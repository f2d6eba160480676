//! The runtime seam the chat loop calls through, and the in-process runtime
//! that serves a [`ToolRegistry`] directly.

use std::sync::Arc;
use std::time::{Duration, Instant};

use futures_timer::Delay;
use futures_util::future::{Either, select};
use mdprovider::ToolCall;
use serde_json::{Map, Value};

use crate::{
    NoopToolRuntimeHooks, Tool, ToolDescriptor, ToolError, ToolExecutionContext,
    ToolExecutionResult, ToolFuture, ToolOutput, ToolRegistry, ToolRuntimeHooks,
    parse_json_object,
};

/// Executes tool calls on behalf of the agent loop or a transport.
///
/// `Err` is reserved for calls that never reached a tool body (unknown name,
/// unbindable arguments) and for transport faults. A tool body's own failure
/// comes back as an error [`ToolOutput`].
pub trait ToolRuntime: Send + Sync {
    fn descriptors(&self) -> Vec<ToolDescriptor>;

    fn execute<'a>(
        &'a self,
        tool_call: ToolCall,
        context: ToolExecutionContext,
    ) -> ToolFuture<'a, Result<ToolExecutionResult, ToolError>>;
}

#[derive(Clone)]
pub struct DefaultToolRuntime {
    registry: Arc<ToolRegistry>,
    hooks: Arc<dyn ToolRuntimeHooks>,
    timeout: Option<Duration>,
}

impl Default for DefaultToolRuntime {
    fn default() -> Self {
        Self::new(Arc::new(ToolRegistry::new()))
    }
}

impl DefaultToolRuntime {
    pub fn new(registry: Arc<ToolRegistry>) -> Self {
        Self {
            registry,
            hooks: Arc::new(NoopToolRuntimeHooks),
            timeout: None,
        }
    }

    pub fn with_hooks(mut self, hooks: Arc<dyn ToolRuntimeHooks>) -> Self {
        self.hooks = hooks;
        self
    }

    /// Bounds each invocation. A call past the deadline yields an error output.
    pub fn with_timeout(mut self, timeout: Duration) -> Self {
        self.timeout = Some(timeout);
        self
    }

    pub fn registry(&self) -> Arc<ToolRegistry> {
        Arc::clone(&self.registry)
    }

    /// Finds the tool and binds the call's arguments against its descriptor.
    fn resolve(
        &self,
        tool_call: &ToolCall,
    ) -> Result<(Arc<dyn Tool>, Map<String, Value>), ToolError> {
        let name = tool_call.name.as_str();
        let tool = self
            .registry
            .get(name)
            .ok_or_else(|| ToolError::not_found(format!("tool '{name}' is not registered")))?;
        let args = tool
            .descriptor()
            .bind_arguments(parse_json_object(&tool_call.arguments)?)?;
        Ok((tool, args))
    }

    async fn invoke(
        &self,
        tool: &dyn Tool,
        name: &str,
        args: Map<String, Value>,
        context: &ToolExecutionContext,
    ) -> Result<ToolOutput, ToolError> {
        let invocation = tool.invoke(args, context);
        let Some(timeout) = self.timeout else {
            return invocation.await;
        };

        match select(invocation, Box::pin(Delay::new(timeout))).await {
            Either::Left((outcome, _)) => outcome,
            Either::Right(_) => Err(ToolError::timeout(format!(
                "tool '{name}' did not finish within {}ms",
                timeout.as_millis()
            ))),
        }
    }

    async fn run(
        &self,
        tool_call: &ToolCall,
        context: &ToolExecutionContext,
    ) -> Result<ToolExecutionResult, ToolError> {
        let (tool, args) = self.resolve(tool_call)?;

        let output = match self.invoke(tool.as_ref(), &tool_call.name, args, context).await {
            Ok(output) => output,
            Err(error) if error.is_user_error() => return Err(error),
            Err(error) => ToolOutput::failure(error.message),
        };
        Ok(ToolExecutionResult::from_call(tool_call, output))
    }
}

impl ToolRuntime for DefaultToolRuntime {
    fn descriptors(&self) -> Vec<ToolDescriptor> {
        self.registry.descriptors()
    }

    fn execute<'a>(
        &'a self,
        tool_call: ToolCall,
        context: ToolExecutionContext,
    ) -> ToolFuture<'a, Result<ToolExecutionResult, ToolError>> {
        Box::pin(async move {
            self.hooks.on_call_started(&tool_call, &context);
            let started = Instant::now();

            let outcome = self.run(&tool_call, &context).await.map_err(|error| {
                error
                    .with_tool_name(&tool_call.name)
                    .with_tool_call_id(&tool_call.id)
            });
            match &outcome {
                Ok(result) => {
                    self.hooks
                        .on_call_completed(&tool_call, &context, result, started.elapsed());
                }
                Err(error) => {
                    self.hooks
                        .on_call_failed(&tool_call, &context, error, started.elapsed());
                }
            }
            outcome
        })
    }
}
//! Lifecycle hooks for chat turns.
//!
//! ```rust
//! use mdchat::{ChatTurnHooks, NoopChatTurnHooks};
//!
//! fn assert_hooks_trait(_hooks: &dyn ChatTurnHooks) {}
//!
//! assert_hooks_trait(&NoopChatTurnHooks);
//! ```

use std::time::Duration;

use mdcommon::SessionId;

use crate::{ChatError, ChatTurnResult};

pub trait ChatTurnHooks: Send + Sync {
    fn on_turn_started(&self, _session_id: &SessionId) {}

    /// Called for completed and aborted turns alike.
    fn on_turn_finished(&self, _result: &ChatTurnResult, _elapsed: Duration) {}

    fn on_turn_failed(&self, _session_id: &SessionId, _error: &ChatError, _elapsed: Duration) {}
}

#[derive(Debug, Default, Clone, Copy)]
pub struct NoopChatTurnHooks;

impl ChatTurnHooks for NoopChatTurnHooks {}
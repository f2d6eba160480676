use std::error::Error;
use std::fmt::{Display, Formatter};

#[derive(Debug, Clone, Copy, PartialEq, Eq)]
pub enum MemoryErrorKind {
    /// The database file or its directory could not be reached.
    Io,
    Database,
    /// A stored row no longer decodes into a message.
    Corrupt,
    /// Another thread panicked while holding the backend lock.
    Poisoned,
}

impl MemoryErrorKind {
    pub fn as_str(self) -> &'static str {
        match self {
            Self::Io => "io",
            Self::Database => "database",
            Self::Corrupt => "corrupt",
            Self::Poisoned => "poisoned",
        }
    }
}

#[derive(Debug, Clone, PartialEq, Eq)]
pub struct MemoryError {
    pub kind: MemoryErrorKind,
    pub message: String,
}

impl MemoryError {
    pub fn new(kind: MemoryErrorKind, message: impl Into<String>) -> Self {
        Self {
            kind,
            message: message.into(),
        }
    }

    pub fn io(message: impl Into<String>) -> Self {
        Self::new(MemoryErrorKind::Io, message)
    }

    pub fn database(message: impl Into<String>) -> Self {
        Self::new(MemoryErrorKind::Database, message)
    }

    pub fn corrupt(message: impl Into<String>) -> Self {
        Self::new(MemoryErrorKind::Corrupt, message)
    }

    pub(crate) fn poisoned(what: &str) -> Self {
        Self::new(MemoryErrorKind::Poisoned, format!("{what} lock poisoned"))
    }

    /// Wraps a rusqlite failure with the step that produced it.
    pub(crate) fn sql(step: &str) -> impl FnOnce(rusqlite::Error) -> Self + '_ {
        move |err| Self::database(format!("{step}: {err}"))
    }
}

impl Display for MemoryError {
    fn fmt(&self, f: &mut Formatter<'_>) -> std::fmt::Result {
        write!(f, "session store {}: {}", self.kind.as_str(), self.message)
    }
}

impl Error for MemoryError {}

impl From<std::io::Error> for MemoryError {
    fn from(value: std::io::Error) -> Self {
        Self::io(value.to_string())
    }
}
use std::sync::Arc;

use mdchat::{ChatError, ChatFuture, ConversationStore};
use mdcommon::SessionId;
use mdprovider::Message;

use crate::backend::TranscriptBackend;
use crate::error::MemoryError;

/// Lets the chat service persist turns through any [`TranscriptBackend`].
#[derive(Clone)]
pub struct TranscriptStore {
    backend: Arc<dyn TranscriptBackend>,
}

impl TranscriptStore {
    pub fn new(backend: Arc<dyn TranscriptBackend>) -> Self {
        Self { backend }
    }

    pub fn backend(&self) -> &Arc<dyn TranscriptBackend> {
        &self.backend
    }
}

impl From<MemoryError> for ChatError {
    fn from(value: MemoryError) -> Self {
        ChatError::store(value.to_string())
    }
}

impl ConversationStore for TranscriptStore {
    fn load_messages<'a>(
        &'a self,
        session_id: &'a SessionId,
    ) -> ChatFuture<'a, Result<Vec<Message>, ChatError>> {
        Box::pin(async move { Ok(self.backend.load(session_id).await?) })
    }

    fn append_messages<'a>(
        &'a self,
        session_id: &'a SessionId,
        messages: Vec<Message>,
    ) -> ChatFuture<'a, Result<(), ChatError>> {
        Box::pin(async move { Ok(self.backend.append(session_id, messages).await?) })
    }
}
━━━━━━
WHAT NEEDS TO BE DONE
Among the lines of the data, which ones contain the word "invocation"? Show them.

ANSWER TO THE EXERCISE
    /// Bounds each invocation. A call past the deadline yields an error output.
        let invocation = tool.invoke(args, context);
            return invocation.await;
        match select(invocation, Box::pin(Delay::new(timeout))).await {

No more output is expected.